The Zimbabwean government has been accused, by the campaign group Physicians for Human Rights, of failing to protect the health of its people. On a furtive reporting trip saw first-hand how the country’s health system has disintegrated.

1 July 2019 By Paul Martin

By Paul Martin

At the age of 29, Charity was about to give birth to her first child in the maternity ward at the Central Hospital in Zimbabwe’s second city, Bulawayo. But there was no qualified nurse there, and no doctor, to observe an irregular heartbeat developing – until it was too late.

Local newspaper reports say more than half the nurses in Zimbabwe have now left their jobs or left the country in search of a better life abroad.

Much the same applies to the doctors, and many hospital wards have been forced to close.

I drove past the state-of-the-art Joshua Nkomo Hospital on the outskirts of Bulawayo. It lies locked and totally unused, a decade after being built: a criminal waste of resources.

To get into the city’s mental hospital, I sneaked past guards at the big iron gates, ducking low in a car’s back seat – the authorities do not like nosy journalists. But I managed to get a few furtive words outside from one white-coated assistant.

“I don’t feel like a nurse,” he said. “I feel like a mortuary attendant, that’s all I am.”

Outside one ward, I saw a smart white car, with no number plates.

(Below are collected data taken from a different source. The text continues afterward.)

#![allow(unused_macros)]

/// Run a raw libc call, turning a `-1` return into the last OS error.
macro_rules! syscall {
    ($fn: ident ( $($arg: expr),* $(,)* ) ) => {{
        let res = unsafe { libc::$fn($($arg, )*) };
        if res == -1 {
            Err(std::io::Error::last_os_error())
        } else {
            Ok(res)
        }
    }};
}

I was told that the government was so desperate to keep the remaining doctors, it was dishing out government vehicles as a sort of bribe.

After many months, the government has finally agreed to let doctors get paid in foreign currency. It is not much, but enough to survive.

Meanwhile, we were told, but it is impossible to confirm, that 50 patients at the mental hospital have died of starvation.

The only way to get anything worth having – including petrol – is to pay in foreign currency. The Zimbabwean dollar is inflating so fast that no-one wants it.

Some businessmen are doing well from the crisis – mainly through barter deals. One told me he received 4,000 crates of beer from the country’s biggest brewery in exchange for supplying imported petrol for the brewery’s fleet of trucks.

But most simply cannot get hold of foreign cash. For example, a teacher who goes to work in a shared taxi spends his entire monthly wages on the five South African rand demanded each way by the taxi driver.

Five rand was worth 34-pence at the time of writing (50 US cents).

Frequent power cuts have left people having to work by candlelight. It’s no wonder teachers are now refusing to mark examination papers.

But it means the pupils are not receiving the educational certificates which are vital in their hunt for jobs.In any case, many schoolchildren – as many as four out of five, according to Unicef – have simply stopped turning up for class.

Teachers, too, are staying away, and the start of the new school year has been officially postponed.

It is not just the hospitals and schools that have ground to a halt. Bulawayo’s main power station shut down long ago. The authorities mistakenly thought they could rely on importing power from across the country’s borders.

In a government office that is supposed to maintain the city’s electricity grid, I watched as the boss desperately tried to locate enough petrol to enable his chief engineer to drive a vehicle to a broken-down electrical station. He failed.

The saddest thing is seeing how Aids victims are suffering. A doctor from the charity, Medecins Sans Frontieres told me that Aids is easily the biggest cause of death in Zimbabwe.

According to the doctor, it is killing far more than the current cholera epidemic.

I drove into a poor township on the outskirts of the city, its streets in some places flowing with open sewage. There, cooking some maize-meal porridge and huddled next to a small fire, because there was a power failure throughout the township, was Doris, an emaciated but still friendly and eloquent lady, hugging her two little grandchildren.

Doris – I have changed her name for security reasons – is or was a university lecturer. She cannot work any more as the disease is slowly killing her.

“If I had relied on the normal health system to get my anti-retroviral drugs,” she told me, “I would already be dead by now”.

Locals say many sufferers die while they are still on a waiting list to be seen by a doctor. It is, one doctor told me, a natural cull.

If you do make it to see a doctor, there is a shortage of drugs anyway, and a shortage of places to get regular treatment.

Doris managed to get anti-retrovirals through connections that her teachers’ union had. But her future is bleak. Her daughter simply disappeared when she discovered her mother had Aids, leaving both of her little children, aged four and six, in the care of this dying woman.

“When I’m gone, I am afraid these two children will die too,” Doris told me.The children nodded, wide-eyed and scared. “Who will look after them?”

I had no answer, except to go to the car, fish out some provisions I had bought in South Africa to avoid eating and drinking the local products. Chocolate. Her eyes lit up. “I haven’t had that for two years,” she said.

Each child got a block. A tiny moment of happiness in a world of anguish.

The report above was also broadcast on From Our Own Correspondent on BBC Radio 4.